And whichever we choose from this, while having a sensible default, it may be configured with OutputOptions.

For a start I think it makes sense to implement nr. 1 as that seems to be the simplest.

cdepillabout commented 6 years ago

I think this case will have to be modified. However I don't know how easy it will be to figure out how much to indent each subsequent line.


I agree that your 1. is probably the easiest to implement, and the easiest to understand for the end user.

Wizek commented 6 years ago

Yes, since then I've found that case as well, attempting to modify it currently.
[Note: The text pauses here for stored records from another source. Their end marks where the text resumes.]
//! Multi-Tool Agent Example
//!
//! An agent with a handful of tools (arithmetic, current time, unit
//! conversion) driven through the full tool-call loop, printing every
//! tool invocation and result via a console `OutputSink`.
//!
//! Requires:
//!   - Ollama running on localhost:11434
//!   - qwen2.5-coder:14b (or adjust model_smart below)

use std::pin::Pin;
use std::sync::Arc;

use open_agent_core::prelude::*;
use serde_json::json;

struct ConsoleSink;
impl OutputSink for ConsoleSink {
    fn send(&self, event: SinkEvent) {
        match event {
            SinkEvent::ToolCall { name, input } => println!("-> {name}({input})"),
            SinkEvent::ToolResult { name, text, is_error } => {
                let tag = if is_error { "error" } else { "ok" };
                println!("<- {name} [{tag}]: {text}");
            }
            SinkEvent::Text(text) => print!("{text}"),
            SinkEvent::Error(msg) => eprintln!("error: {msg}"),
            _ => {}
        }
    }
}

struct AlwaysApprove;
impl PermissionInput for AlwaysApprove {
    fn read_line(&self) -> Pin<Box<dyn std::future::Future<Output = String> + Send + '_>> {
        Box::pin(async { "a".to_string() })
    }
}

fn build_registry() -> ToolRegistry {
    let mut registry = ToolRegistry::new();

    registry.register(
        tool("calculate", "Evaluate a simple arithmetic expression")
            .schema(json!({
                "type": "object",
                "properties": {"a": {"type": "number"}, "b": {"type": "number"}, "op": {"type": "string"}},
                "required": ["a", "b", "op"],
            }))
            .build(|args| async move {
                let a = args["a"].as_f64().unwrap_or(0.0);
                let b = args["b"].as_f64().unwrap_or(0.0);
                let result = match args["op"].as_str().unwrap_or("+") {
                    "+" => a + b,
                    "-" => a - b,
                    "*" => a * b,
                    "/" if b != 0.0 => a / b,
                    "/" => return Err(open_agent_core::Error::tool_execution_failed("calculate", None)),
                    other => {
                        return Err(open_agent_core::Error::tool_execution_failed(
                            format!("calculate: unknown op {other}"),
                            None,
                        ))
                    }
                };
                Ok(json!({"result": result}))
            }),
    );

    registry.register(
        tool("convert_celsius_to_fahrenheit", "Convert a Celsius temperature to Fahrenheit")
            .schema(json!({"type": "object", "properties": {"celsius": {"type": "number"}}, "required": ["celsius"]}))
            .build(|args| async move {
                let c = args["celsius"].as_f64().unwrap_or(0.0);
                Ok(json!({"fahrenheit": c * 9.0 / 5.0 + 32.0}))
            }),
    );

    registry
}

#[tokio::main]
async fn main() -> Result<(), Box<dyn std::error::Error>> {
    let config = Config::builder()
        .base_url("http://localhost:11434")
        .model_smart("qwen2.5-coder:14b")
        .build()?;
    let config = Arc::new(config);

    let client = Client::new(config.clone())?;
    let backend = ResilientClient::new(client, Default::default());

    let registry = build_registry();
    let policy = PermissionPolicy::new(Mode::Ask);
    let context = ContextManager::new(config.context_window, config.auto_compact_threshold, config.warn_threshold);
    let executor = ParallelExecutor::new(4);
    let sink = ConsoleSink;
    let input = AlwaysApprove;
    let cancel = CancellationToken::new();

    let agent_loop = AgentLoop::new(
        &backend, &registry, &policy, &context, &executor, &sink, &input,
        "You are a helpful assistant with calculator and unit-conversion tools.",
        config.preserve_last,
    );

    let outcome = agent_loop
        .run_task(&cancel, "What's 37 degrees Celsius in Fahrenheit, and what's 12 times 8?")
        .await?;
    println!("\nFinal answer: {}", outcome.text);

    Ok(())
}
I'm also writing a new doctest for this, running it with stack test. Would you happen to know if I can somehow speed up the feedback cycle between file changed and tests ran? I am usually able to do that with ghcid and hspec to be sub-1 second. Is something similar possible with doctest?
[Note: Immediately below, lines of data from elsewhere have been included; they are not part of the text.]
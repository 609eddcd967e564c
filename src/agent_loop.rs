//! Agent loop (N): the core runtime turn-by-turn loop driving the model
//! through tool calls until it produces a final answer.
//!
//! The direct generalization of the teacher's `Client::auto_execute_loop`/
//! `send`/`receive` structure (`client.rs`) — same repeat-until-no-more-
//! tool-calls shape — reworked around the registry/policy/executor/context
//! abstractions this crate built instead of an inline tool `Vec` and a hook
//! system.

use futures::StreamExt;

use crate::cancel::CancellationToken;
use crate::client::ChatBackend;
use crate::context::{mask_old_tool_results, ContextManager};
use crate::error::{Error, Result};
use crate::executor::ParallelExecutor;
use crate::permission::PermissionPolicy;
use crate::sink::{OutputSink, PermissionInput, SinkEvent};
use crate::tools::ToolRegistry;
use crate::types::{Message, StreamChunk, Usage};

const DEFAULT_MAX_ITERATIONS: usize = 25;

/// Outcome of a finished loop: the assistant's final text and whatever
/// usage the last turn reported.
#[derive(Debug, Clone)]
pub struct AgentLoopOutcome {
    pub text: String,
    pub usage: Option<Usage>,
    pub iterations: usize,
}

/// Bundles everything one turn-by-turn run needs: a model client, the
/// (already-selected) tool registry, the permission gate, the shared
/// context, the parallel dispatcher, and the UI's sink/input channels.
pub struct AgentLoop<'a> {
    backend: &'a dyn ChatBackend,
    registry: &'a ToolRegistry,
    policy: &'a PermissionPolicy,
    context: &'a ContextManager,
    executor: &'a ParallelExecutor,
    sink: &'a (dyn OutputSink + Sync),
    input: &'a (dyn PermissionInput + Sync),
    system_prompt: String,
    preserve_last: usize,
    max_iterations: usize,
}

impl<'a> AgentLoop<'a> {
    #[allow(clippy::too_many_arguments)]
    pub fn new(
        backend: &'a dyn ChatBackend,
        registry: &'a ToolRegistry,
        policy: &'a PermissionPolicy,
        context: &'a ContextManager,
        executor: &'a ParallelExecutor,
        sink: &'a (dyn OutputSink + Sync),
        input: &'a (dyn PermissionInput + Sync),
        system_prompt: impl Into<String>,
        preserve_last: usize,
    ) -> Self {
        Self {
            backend,
            registry,
            policy,
            context,
            executor,
            sink,
            input,
            system_prompt: system_prompt.into(),
            preserve_last,
            max_iterations: DEFAULT_MAX_ITERATIONS,
        }
    }

    pub fn with_max_iterations(mut self, max_iterations: usize) -> Self {
        self.max_iterations = max_iterations;
        self
    }

    /// Pre-seeds the conversation with a user-role message carrying `task`
    /// and runs the loop to completion.
    pub async fn run_task(&self, cancel: &CancellationToken, task: impl Into<String>) -> Result<AgentLoopOutcome> {
        self.context.append(Message::user(task));
        self.run(cancel).await
    }

    /// Runs the loop against whatever is already in `context`.
    pub async fn run(&self, cancel: &CancellationToken) -> Result<AgentLoopOutcome> {
        let tool_defs = self.registry.get_definitions();

        for iteration in 0..self.max_iterations {
            if cancel.is_cancelled() {
                return Err(Error::cancelled());
            }

            let masked = mask_old_tool_results(&self.context.messages(), self.preserve_last);
            let mut stream = self
                .backend
                .stream_chat(cancel.clone(), &masked, &tool_defs, &self.system_prompt)
                .await?;

            let mut text_buffer = String::new();
            let mut tool_calls = Vec::new();
            let mut usage = None;
            let mut turn_error = None;
            let mut stream_closed_clean = false;

            loop {
                let chunk = tokio::select! {
                    _ = cancel.cancelled() => {
                        return Err(Error::cancelled());
                    }
                    chunk = stream.next() => chunk,
                };

                match chunk {
                    Some(StreamChunk::Text(text)) => {
                        text_buffer.push_str(&text);
                        self.sink.send(SinkEvent::Text(text));
                    }
                    Some(StreamChunk::Thinking(text)) => {
                        self.sink.send(SinkEvent::Thinking(text));
                    }
                    Some(StreamChunk::ToolCall(call)) => {
                        tool_calls.push(call);
                    }
                    Some(StreamChunk::Done(u)) => {
                        usage = u;
                        break;
                    }
                    Some(StreamChunk::Error(e)) => {
                        turn_error = Some(e);
                        break;
                    }
                    None => {
                        stream_closed_clean = true;
                        break;
                    }
                }
            }

            if let Some(e) = turn_error {
                // Partial text/tool-calls from a failed turn are never
                // committed (spec.md §7's partial-failure semantics).
                return Err(e);
            }
            if stream_closed_clean {
                return Err(Error::cancelled());
            }

            if !text_buffer.is_empty() || !tool_calls.is_empty() {
                self.context.append(Message::assistant(text_buffer.clone(), tool_calls.clone()));
            }

            if tool_calls.is_empty() {
                return Ok(AgentLoopOutcome {
                    text: text_buffer,
                    usage,
                    iterations: iteration + 1,
                });
            }

            let results = self
                .executor
                .execute_all(cancel, self.registry, self.policy, self.sink, self.input, &tool_calls)
                .await;

            // Tool-result messages are appended in the same order as the
            // calls they answer, regardless of completion order — the
            // executor already guarantees that ordering in its output.
            for result in &results {
                self.context.append(Message::tool_result(result.tool_call_id.clone(), result.text.clone()));
            }

            self.sink.send(SinkEvent::ContextStats(self.context.get_stats()));
        }

        Err(Error::max_iterations_reached(self.max_iterations))
    }
}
Wizek commented 6 years ago

Some progress so far: https://github.com/Wizek/pretty-simple/commit/4a26a538f6

Currently failing with

### Failure in src/Text/Pretty/Simple.hs:209: expression `pPrintOpt cfg (1, (2, "foo\nbar\nbaz"), 3)'
expected: ( 1
          , ( 2
            , "foo
              bar
              baz"
            , 3
            )
          )
 but got: ( 1
          , 
              ( 2
              , "foo
            bar
            baz"
              ) 
          , 3
          ) 
Examples: 52  Tried: 52  Errors: 0  Failures: 1

I have a suspicion that this is due to Output (OutputIndent) being processed as a flat structure instead of as a nested one. So maybe we need to do this indenting earlier in the pipeline where Output is produced, where the nested structure is still present.
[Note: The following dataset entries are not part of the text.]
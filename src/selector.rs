//! Tool selector (H): a pure, side-effect-free function that prunes the
//! `tools` field sent to the backend down to what a query is likely to
//! need, keeping prompts small and model attention focused.
//!
//! Grounded in the teacher's flat tool list (`tools.rs`'s `ToolRegistry`)
//! the same way the rest of this crate is — this module adds nothing
//! stateful, just a keyword allowlist per category and a substring match.

use crate::tools::{Tool, ToolRegistry};

/// Tool names always included, regardless of the query.
const CORE_TOOLS: &[&str] = &["read_file", "list_files", "search_files"];

/// Per-category keyword allowlists. A category's tools are included if the
/// query contains any of its keywords (case-insensitive substring match).
const CATEGORY_KEYWORDS: &[(&str, &[&str])] = &[
    ("git", &["git", "commit", "branch", "merge", "rebase", "diff", "pull request", "pr "]),
    ("write", &["write", "edit", "create", "modify", "update", "refactor", "fix", "add", "delete", "remove"]),
    ("execute", &["run", "execute", "build", "compile", "test", "install", "shell", "command"]),
    ("web", &["http", "url", "web", "fetch", "download", "api", "browse"]),
    ("dev", &["debug", "lint", "format", "profile", "benchmark", "trace"]),
    ("memory", &["remember", "recall", "memory", "skill", "note", "preference"]),
];

const CATEGORY_TOOL_NAMES: &[(&str, &[&str])] = &[
    ("git", &["git_status", "git_diff", "git_commit", "git_log", "git_branch"]),
    ("write", &["write_file", "edit_file", "delete_file"]),
    ("execute", &["run_command", "run_tests", "build_project"]),
    ("web", &["fetch_url", "web_search"]),
    ("dev", &["lint_code", "format_code"]),
    ("memory", &["save_memory", "recall_memory", "load_skill"]),
];

/// Selects the subset of `registry`'s tools relevant to `query`: every core
/// tool plus any category whose keyword allowlist the query matches. A
/// registry with none of the named tools registered simply contributes
/// nothing for that category — this function never invents tools.
pub fn select_tools<'a>(registry: &'a ToolRegistry, query: &str) -> Vec<&'a Tool> {
    let query_lower = query.to_lowercase();
    let mut names: Vec<&str> = CORE_TOOLS.to_vec();

    for (category, keywords) in CATEGORY_KEYWORDS {
        if keywords.iter().any(|kw| query_lower.contains(kw)) {
            if let Some((_, tool_names)) = CATEGORY_TOOL_NAMES.iter().find(|(c, _)| c == category) {
                names.extend(*tool_names);
            }
        }
    }

    registry
        .list()
        .into_iter()
        .filter(|t| names.contains(&t.name()))
        .collect()
}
Wizek commented 6 years ago

I've found out about outputOptionsIndentAmount, which gets us very close: https://github.com/Wizek/pretty-simple/commit/85df411

### Failure in src/Text/Pretty/Simple.hs:209: expression `pPrintOpt cfg (1, (2, "foo\nbar\nbaz"), 3)'
expected: ( 1
          , ( 2
            , "foo
              bar
              baz"
            , 3
            )
          )
 but got: ( 1
          , 
              ( 2
              , "foo
                bar
                baz"
              ) 
          , 3
          ) 
Examples: 52  Tried: 52  Errors: 0  Failures: 1

I wonder where that extra rogue newline comes from.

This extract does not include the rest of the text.